Passwordstate is a central password vault used by over 370,000 IT professionals across 29,000 organizations, including hospitals, insurers, and other healthcare providers. In such environments, the tool secures credentials for systems ranging from electronic health records (EHRs) to connected medical devices, making this vulnerability particularly concerning.
Source: clickstudios.com.au.
The company has released Passwordstate 9.9 Build 9972, which patches the flaw alongside another security issue. For organizations unable to update immediately, Click Studios recommends limiting Emergency Access to trusted IP addresses through system settings. However, the company cautions this is only a short-term partial fix and urges all customers to upgrade without delay.
Although details of the bug remain limited, Click Studios confirmed that exploitation requires only a carefully crafted URL input. Such access could allow attackers to gain full administrative privileges, opening the door to the theft of passwords, API keys, certificates, and other sensitive credentials stored in healthcare networks.

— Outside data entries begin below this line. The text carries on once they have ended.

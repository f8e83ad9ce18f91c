use std::io;
use std::path::PathBuf;

use thiserror::Error;

#[derive(Debug, Error)]
pub enum SettingsError {
    #[error("failed to read {path}: {source}")]
    Read {
        path: PathBuf,
        #[source]
        source: io::Error,
    },
    #[error("failed to parse {path}: {source}")]
    Parse {
        path: PathBuf,
        #[source]
        source: serde_json::Error,
    },
    #[error("failed to serialize {path}: {source}")]
    Serialize {
        path: PathBuf,
        #[source]
        source: serde_json::Error,
    },
    #[error("failed to write {path}: {source}")]
    Write {
        path: PathBuf,
        #[source]
        source: io::Error,
    },
    #[error("failed to prepare directory {path}: {source}")]
    CreateDir {
        path: PathBuf,
        #[source]
        source: io::Error,
    },
    #[error("invalid export version '{value}'")]
    InvalidVersion { value: String },
}
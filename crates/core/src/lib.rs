pub mod columns;
pub mod compare;
pub mod diff;
pub mod dictionary;
pub mod edit;
pub mod lookup;
pub mod matching;
mod similarity;
pub mod summary;
pub mod table;
pub mod text;

pub use columns::{
    guess_column, ColumnMapping, ColumnOverrides, ColumnResolutionError, ColumnRole,
    GuessedColumns, FUZZY_HEADER_THRESHOLD,
};
pub use compare::{
    build_compare_table, reconcile_sources, records_to_table, sort_by_module, CompareColumn,
    CompareRecord, CompareReport, Language, LanguageMaps, LanguageReport, Origin,
};
pub use diff::{diff_tables, ChangeKind, DiffRecord};
pub use dictionary::{unique_join, Dictionary, DictionaryGroup};
pub use edit::{apply_edit, EditError, EDITED_STATUS};
pub use lookup::{IndexedLanguage, LanguageMap, LookupIndex};
pub use matching::{evaluate_match, overall_match, MatchEvaluator, MatchState, ParseMatchStateError};
pub use similarity::similarity_ratio;
pub use summary::{sort_by_sequence, MismatchCounts, RecordFilter};
pub use table::{Table, TableRow};
pub use text::{canonical_key, normalize_header_name, normalize_text};
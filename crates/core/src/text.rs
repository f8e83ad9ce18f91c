//! Text canonicalisation shared by every comparison in the engine.
//!
//! 所有比較都以正規化後的文字進行，從不直接比較原始輸入。 / Every comparison runs on
//! normalised text, never on raw input.

use unicode_normalization::UnicodeNormalization;

/// 將任意輸入轉為穩定可比較的字串。 / Canonicalises a value into a stable comparable string.
///
/// Steps run in a fixed order: strip BOM and zero-width spaces, unify line endings to
/// `\n`, turn non-breaking spaces into spaces, straighten curly quotes, trim, collapse
/// runs of spaces/tabs, then strip one enclosing pair of matching quotes and trim again.
pub fn normalize_text(value: &str) -> String {
    let mut text: String = value
        .chars()
        .filter(|ch| *ch != '\u{feff}' && *ch != '\u{200b}')
        .collect();
    text = text.replace("\r\n", "\n").replace('\r', "\n");
    text = text
        .chars()
        .map(|ch| match ch {
            '\u{00a0}' => ' ',
            '\u{201c}' | '\u{201d}' => '"',
            '\u{2018}' | '\u{2019}' => '\'',
            other => other,
        })
        .collect();

    let collapsed = collapse_horizontal_whitespace(text.trim());
    strip_enclosing_quotes(&collapsed)
}

/// Normalises an optional cell; a missing value is the empty string.
pub fn normalize_opt(value: Option<&str>) -> String {
    value.map(normalize_text).unwrap_or_default()
}

/// 產生寬鬆比對用的鍵（不顯示給使用者）。 / Derives the loose lookup key used for fuzzy key matching.
pub fn canonical_key(value: &str) -> String {
    let mut current: String = normalize_text(value).nfkc().collect();
    // NFKC can surface ASCII quotes and spaces; normalise until nothing changes.
    loop {
        let next = normalize_text(&current);
        if next == current {
            break;
        }
        current = next;
    }
    let single_line = current.replace('\n', " ");
    collapse_all_whitespace(&single_line).to_lowercase()
}

/// 標頭名稱正規化：小寫並移除英數與韓文以外的字元。 / Header-name normalisation for column guessing.
///
/// Keeps ASCII letters, digits and precomposed Hangul syllables; everything else
/// (spaces, punctuation, other scripts) is dropped.
pub fn normalize_header_name(name: &str) -> String {
    name.trim()
        .to_lowercase()
        .chars()
        .filter(|ch| ch.is_ascii_lowercase() || ch.is_ascii_digit() || is_hangul_syllable(*ch))
        .collect()
}

/// Splits a comma-joined cell into its normalised, non-empty candidates.
pub fn split_candidates(joined: &str) -> Vec<String> {
    joined
        .split(',')
        .map(normalize_text)
        .filter(|candidate| !candidate.is_empty())
        .collect()
}

/// Returns the first candidate of a comma-joined cell, or the empty string.
pub fn first_candidate(joined: &str) -> String {
    split_candidates(joined).into_iter().next().unwrap_or_default()
}

fn is_hangul_syllable(ch: char) -> bool {
    ('\u{ac00}'..='\u{d7a3}').contains(&ch)
}

fn collapse_horizontal_whitespace(text: &str) -> String {
    let mut out = String::with_capacity(text.len());
    let mut in_run = false;
    for ch in text.chars() {
        if ch == ' ' || ch == '\t' {
            if !in_run {
                out.push(' ');
                in_run = true;
            }
        } else {
            out.push(ch);
            in_run = false;
        }
    }
    out
}

fn collapse_all_whitespace(text: &str) -> String {
    text.split_whitespace().collect::<Vec<_>>().join(" ")
}

fn strip_enclosing_quotes(text: &str) -> String {
    let mut chars = text.chars();
    let (Some(first), Some(last)) = (chars.next(), chars.next_back()) else {
        return text.to_string();
    };
    if first == last && (first == '"' || first == '\'') {
        let inner = &text[first.len_utf8()..text.len() - last.len_utf8()];
        return inner.trim().to_string();
    }
    text.to_string()
}

#[cfg(test)]
mod tests {
    use super::*;

    #[test]
    fn strips_invisible_characters_and_unifies_line_breaks() {
        assert_eq!(normalize_text("\u{feff}Car\u{200b}"), "Car");
        assert_eq!(normalize_text("a\r\nb\rc"), "a\nb\nc");
        assert_eq!(normalize_text("a\u{00a0}b"), "a b");
    }

    #[test]
    fn collapses_horizontal_whitespace_but_keeps_newlines() {
        assert_eq!(normalize_text("  Main \t  Module  "), "Main Module");
        assert_eq!(normalize_text("line one\n  line two"), "line one\n line two");
    }

    #[test]
    fn straightens_curly_quotes() {
        assert_eq!(normalize_text("it\u{2019}s \u{201c}ok\u{201d}"), "it's \"ok\"");
    }

    #[test]
    fn strips_exactly_one_layer_of_enclosing_quotes() {
        assert_eq!(normalize_text("\"abc\""), "abc");
        assert_eq!(normalize_text("\"\"abc\"\""), "\"abc\"");
        assert_eq!(normalize_text("' padded '"), "padded");
        assert_eq!(normalize_text("\"abc'"), "\"abc'");
        assert_eq!(normalize_text("\""), "\"");
    }

    #[test]
    fn curly_quote_pair_is_stripped_after_straightening() {
        assert_eq!(normalize_text("\u{201c}Train\u{201d}"), "Train");
    }

    #[test]
    fn normalization_is_idempotent() {
        let samples = [
            "",
            "  Car  ",
            "\u{feff}Train\r\nCar",
            "a \t b",
            "\u{201c}quoted\u{201d}",
            "시트, Train",
            "машина",
            "Tab\tinside",
        ];
        for sample in samples {
            let once = normalize_text(sample);
            assert_eq!(normalize_text(&once), once, "input {sample:?}");
        }
    }

    #[test]
    fn missing_value_is_empty() {
        assert_eq!(normalize_opt(None), "");
        assert_eq!(normalize_opt(Some(" x ")), "x");
    }

    #[test]
    fn canonical_key_folds_width_case_and_whitespace() {
        assert_eq!(canonical_key("Ｃａｒ"), "car");
        assert_eq!(canonical_key("Main\n  Module "), "main module");
        assert_eq!(canonical_key("Car "), canonical_key("car"));
        assert_eq!(canonical_key("\u{ff02}Car\u{ff02}"), "car");
    }

    #[test]
    fn canonical_key_is_idempotent() {
        for sample in [
            "Ｃａｒ  Park",
            "Main\nModule",
            "  Ünïcode ",
            "ﬁle",
            "\u{ff02}a\u{ff02}",
            "'\"'a'\"'",
            "\u{ff07}Car\u{3000}\u{ff07}",
        ] {
            let once = canonical_key(sample);
            assert_eq!(canonical_key(&once), once, "input {sample:?}");
        }
    }

    #[test]
    fn header_names_keep_ascii_alnum_and_hangul() {
        assert_eq!(normalize_header_name(" Main Module-w "), "mainmodulew");
        assert_eq!(normalize_header_name("한국어 (KO)"), "한국어ko");
        assert_eq!(normalize_header_name("Русский"), "");
    }

    #[test]
    fn candidates_are_split_normalised_and_filtered() {
        assert_eq!(split_candidates("시트, Train,, "), vec!["시트", "Train"]);
        assert_eq!(first_candidate(" , 차, 자동차"), "차");
        assert_eq!(first_candidate(""), "");
    }
}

The warning recalls a 2021 supply chain compromise, when attackers inserted malware into Passwordstate updates, later confirmed to have harvested stored passwords and triggered phishing campaigns. That incident forced impacted organizations to reset every credential in their databases—an operationally costly exercise for any sector, but especially disruptive in healthcare environments.
For healthcare providers, the Passwordstate flaw poses a direct risk to patient privacy and operational resilience. Organizations should patch immediately, monitor for suspicious admin activity, and review password vault dependencies as part of broader Zero Trust and defense-in-depth strategies to safeguard critical medical systems and sensitive patient data.